Exercise details ▸ Find and copy every line in the records that includes the string "calls".

Data ▸
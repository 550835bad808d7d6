// skalez -- a live scale and chord finder for MIDI keyboards
// Copyright (C) 2021  Fabian Thorand
//
// This program is free software: you can redistribute it and/or modify
// it under the terms of the GNU Affero General Public License as published by
// the Free Software Foundation, either version 3 of the License, or
// (at your option) any later version.
//
// This program is distributed in the hope that it will be useful,
// but WITHOUT ANY WARRANTY; without even the implied warranty of
// MERCHANTABILITY or FITNESS FOR A PARTICULAR PURPOSE.  See the
// GNU Affero General Public License for more details.
//
// You should have received a copy of the GNU Affero General Public License
// along with this program.  If not, see <https://www.gnu.org/licenses/>.

//! A polyphonic synthesizer with one voice per held key.

use std::collections::BTreeMap;
use std::mem;

use log::{debug, trace, warn};
use skalez_core::note::{Note, Velocity};
use skalez_core::tracker::Instrument;

use crate::context::AudioContext;
use crate::engine::{Command, VoiceId};
use crate::error::AudioError;
use crate::param::ParamEvent;
use crate::params::SynthParams;

type Init = Box<dyn FnOnce() -> Result<AudioContext, AudioError>>;

enum Backend {
    /// Created on first use.
    Pending(Init),
    Ready(AudioContext),
    /// Creating the context failed, or there never was one.
    Unavailable,
}

struct Voice {
    id: VoiceId,
    gain: f64,
}

/// Starts a voice per pressed note and fades it out when the note is released.
///
/// The gains of all held voices always add up to the configured headroom.
/// Released voices are handed over to the renderer, which stops them after the fade out;
/// they no longer count towards the headroom.
pub struct PolySynth {
    params: SynthParams,
    backend: Backend,
    next_voice: usize,
    voices: BTreeMap<Note, Voice>,
}

impl PolySynth {
    pub fn with_context(params: SynthParams, context: AudioContext) -> Self {
        Self::new(params, Backend::Ready(context))
    }

    /// Defer creating the audio context until the first note is played or released.
    pub fn lazy<F>(params: SynthParams, init: F) -> Self
    where
        F: FnOnce() -> Result<AudioContext, AudioError> + 'static,
    {
        Self::new(params, Backend::Pending(Box::new(init)))
    }

    /// A synthesizer that keeps quiet.
    pub fn without_audio(params: SynthParams) -> Self {
        Self::new(params, Backend::Unavailable)
    }

    fn new(params: SynthParams, backend: Backend) -> Self {
        Self {
            params,
            backend,
            next_voice: 0,
            voices: BTreeMap::new(),
        }
    }

    pub fn params(&self) -> &SynthParams {
        &self.params
    }

    /// Whether the synthesizer can still make sound. True as long as a pending context has not failed.
    pub fn is_audible(&self) -> bool {
        !matches!(self.backend, Backend::Unavailable)
    }

    pub fn context(&self) -> Option<&AudioContext> {
        match &self.backend {
            Backend::Ready(context) => Some(context),
            _ => None,
        }
    }

    /// Notes with a held voice and the gain of that voice.
    pub fn voices(&self) -> impl Iterator<Item = (Note, f64)> + '_ {
        self.voices.iter().map(|(note, voice)| (*note, voice.gain))
    }

    pub fn voice_id(&self, note: Note) -> Option<VoiceId> {
        self.voices.get(&note).map(|voice| voice.id)
    }

    pub fn start(&mut self, note: Note, velocity: Velocity) {
        self.ensure_backend();
        let context = match &self.backend {
            Backend::Ready(context) => context,
            _ => return,
        };
        if self.voices.contains_key(&note) {
            trace!("{} is already sounding", note);
            return;
        }

        let id = VoiceId(self.next_voice);
        self.next_voice += 1;
        let gain = velocity.as_f64();
        let frequency = self.params.tuning.frequency(note);
        trace!("voice {:?} for {} at {:.2} Hz", id, note, frequency);
        context.send(Command::Start {
            voice: id,
            frequency,
            gain,
            at: context.current_time(),
        });
        self.voices.insert(note, Voice { id, gain });
        self.renormalise();
    }

    pub fn release(&mut self, note: Note) {
        self.ensure_backend();
        let context = match &self.backend {
            Backend::Ready(context) => context,
            _ => return,
        };
        let voice = match self.voices.remove(&note) {
            Some(voice) => voice,
            None => return,
        };

        let now = context.current_time();
        let end = now + context.clock().samples(self.params.release_seconds);
        trace!("fading out voice {:?} until sample {}", voice.id, end);
        context.send(Command::Gain {
            voice: voice.id,
            event: ParamEvent::SetValue {
                value: voice.gain,
                at: now,
            },
        });
        context.send(Command::Gain {
            voice: voice.id,
            event: ParamEvent::ExponentialRamp {
                value: self.params.release_floor,
                at: end,
            },
        });
        context.send(Command::Stop { voice: voice.id, at: end });
        self.renormalise();
    }

    /// Give every held voice an equal share of the headroom.
    fn renormalise(&mut self) {
        let context = match &self.backend {
            Backend::Ready(context) => context,
            _ => return,
        };
        if self.voices.is_empty() {
            return;
        }
        let gain = self.params.headroom / self.voices.len() as f64;
        let now = context.current_time();
        for voice in self.voices.values_mut() {
            voice.gain = gain;
            context.send(Command::Gain {
                voice: voice.id,
                event: ParamEvent::SetValue { value: gain, at: now },
            });
        }
    }

    fn ensure_backend(&mut self) {
        let backend = mem::replace(&mut self.backend, Backend::Unavailable);
        self.backend = match backend {
            Backend::Pending(init) => match init() {
                Ok(context) => {
                    debug!("audio context ready");
                    Backend::Ready(context)
                }
                Err(err) => {
                    warn!("continuing without audio: {}", err);
                    Backend::Unavailable
                }
            },
            other => other,
        };
    }

    /// Stop all audio and release the context.
    pub fn shutdown(self) {
        if let Backend::Ready(context) = self.backend {
            context.close();
        }
    }
}

impl Instrument for PolySynth {
    fn play_note(&mut self, note: Note, velocity: Velocity) {
        self.start(note, velocity)
    }

    fn release_note(&mut self, note: Note) {
        self.release(note)
    }
}

#[cfg(test)]
mod test {
    use super::*;
    use crate::engine::{Renderer, VoiceStage};
    use crate::wave::AudioBuffer;
    use skalez_core::tracker::NoteEventProcessor;
    use std::cell::Cell;
    use std::io;
    use std::rc::Rc;

    fn synth() -> (PolySynth, Renderer) {
        let params = SynthParams::default();
        let (context, renderer) = AudioContext::offline(params.sample_rate, &params.chain);
        (PolySynth::with_context(params, context), renderer)
    }

    fn render_buffers(renderer: &mut Renderer, count: usize) {
        let mut buffer = AudioBuffer::new(441);
        for _ in 0..count {
            renderer.render(buffer.samples_mut());
        }
    }

    fn note(midi: u8) -> Note {
        Note::from_midi(midi)
    }

    fn velocity(v: u8) -> Velocity {
        Velocity::try_from_midi(v).unwrap()
    }

    fn total_gain(synth: &PolySynth) -> f64 {
        synth.voices().map(|(_, gain)| gain).sum()
    }

    #[test]
    fn pressing_twice_keeps_one_voice() {
        let (mut synth, mut renderer) = synth();
        synth.start(note(60), velocity(100));
        synth.start(note(64), velocity(100));
        render_buffers(&mut renderer, 1);
        let before: Vec<(Note, f64)> = synth.voices().collect();
        let c = synth.voice_id(note(60)).unwrap();
        let now = renderer.clock().now();
        let rendered_before = renderer.gain_at(c, now);

        synth.start(note(60), velocity(30));
        render_buffers(&mut renderer, 1);
        assert_eq!(synth.voices().collect::<Vec<_>>(), before);
        assert_eq!(synth.voice_id(note(60)), Some(c));
        assert_eq!(renderer.voice_count(), 2);
        assert_eq!(rendered_before, Some(0.475));
        assert_eq!(renderer.gain_at(c, now), rendered_before);
        assert_eq!(renderer.gain_at(c, renderer.clock().now()), rendered_before);
    }

    #[test]
    fn releasing_an_unknown_note_does_nothing() {
        let (mut synth, mut renderer) = synth();
        synth.release(note(62));
        render_buffers(&mut renderer, 1);
        assert_eq!(synth.voices().count(), 0);
        assert_eq!(renderer.voice_count(), 0);
    }

    #[test]
    fn held_gains_add_up_to_the_headroom() {
        let (mut synth, mut renderer) = synth();
        for (count, midi) in [60, 64, 67, 71, 74, 77].iter().enumerate() {
            synth.start(note(*midi), velocity(127));
            assert!((total_gain(&synth) - 0.95).abs() < 1e-9);
            for (_, gain) in synth.voices() {
                assert!((gain - 0.95 / (count + 1) as f64).abs() < 1e-9);
            }
        }
        render_buffers(&mut renderer, 1);
        let now = renderer.clock().now();
        let rendered: f64 = synth
            .voices()
            .map(|(n, _)| renderer.gain_at(synth.voice_id(n).unwrap(), now).unwrap())
            .sum();
        assert!((rendered - 0.95).abs() < 1e-9);

        synth.release(note(64));
        synth.release(note(71));
        assert_eq!(synth.voices().count(), 4);
        assert!((total_gain(&synth) - 0.95).abs() < 1e-9);
    }

    #[test]
    fn released_voice_fades_out_and_stops() {
        let (mut synth, mut renderer) = synth();
        synth.start(note(60), velocity(100));
        render_buffers(&mut renderer, 1);
        let c = synth.voice_id(note(60)).unwrap();

        let released_at = renderer.clock().now();
        synth.release(note(60));
        synth.start(note(61), velocity(100));
        let c_sharp = synth.voice_id(note(61)).unwrap();
        assert_eq!(synth.voice_id(note(60)), None);
        // The fading voice does not take away from the new one
        assert!((total_gain(&synth) - 0.95).abs() < 1e-9);

        let stop = released_at + 4410;
        render_buffers(&mut renderer, 9);
        assert_eq!(renderer.voice_stage(c), Some(VoiceStage::Stopping { at: stop }));
        assert_eq!(renderer.voice_stage(c_sharp), Some(VoiceStage::Sounding));
        let halfway = renderer.gain_at(c, released_at + 2205).unwrap();
        assert!((halfway - (0.95f64 * 0.001).sqrt()).abs() < 1e-6);
        let last = renderer.gain_at(c, stop - 1).unwrap();
        assert!(last > 0.001 && last < 0.0011);

        render_buffers(&mut renderer, 1);
        assert_eq!(renderer.clock().now(), stop);
        assert_eq!(renderer.voice_stage(c), None);
        assert_eq!(renderer.voice_count(), 1);
    }

    #[test]
    fn pressing_again_while_fading_starts_a_new_voice() {
        let (mut synth, mut renderer) = synth();
        synth.start(note(60), velocity(100));
        let first = synth.voice_id(note(60)).unwrap();
        synth.release(note(60));
        synth.start(note(60), velocity(100));
        let second = synth.voice_id(note(60)).unwrap();
        assert_ne!(first, second);

        render_buffers(&mut renderer, 1);
        assert_eq!(renderer.voice_count(), 2);
        render_buffers(&mut renderer, 10);
        assert_eq!(renderer.voice_count(), 1);
        assert_eq!(renderer.voice_stage(second), Some(VoiceStage::Sounding));
    }

    #[test]
    fn context_is_created_on_first_use() {
        let calls = Rc::new(Cell::new(0));
        let counter = Rc::clone(&calls);
        let params = SynthParams::default();
        let chain = params.chain.clone();
        let mut synth = PolySynth::lazy(params, move || {
            counter.set(counter.get() + 1);
            Ok(AudioContext::offline(44100.0, &chain).0)
        });
        assert_eq!(calls.get(), 0);
        assert!(synth.context().is_none());

        synth.release(note(60));
        synth.start(note(60), velocity(90));
        synth.start(note(64), velocity(90));
        assert_eq!(calls.get(), 1);
        assert!(synth.context().is_some());
        assert_eq!(synth.voices().count(), 2);
        synth.shutdown();
    }

    #[test]
    fn failed_init_leaves_analysis_working() {
        let synth = PolySynth::lazy(SynthParams::default(), || {
            Err(AudioError::SpawnRenderThread {
                source: io::Error::new(io::ErrorKind::Other, "no audio device"),
            })
        });
        let mut processor = NoteEventProcessor::new(synth);
        for midi in &[60, 64, 67] {
            processor.on_event(0x90, *midi, 100);
        }
        assert_eq!(processor.chord().to_string(), "C Major");
        assert!(!processor.instrument().is_audible());
        assert_eq!(processor.instrument().voices().count(), 0);
    }
}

Written answer ▸
        let calls = Rc::new(Cell::new(0));
        let counter = Rc::clone(&calls);
        assert_eq!(calls.get(), 0);
        assert_eq!(calls.get(), 1);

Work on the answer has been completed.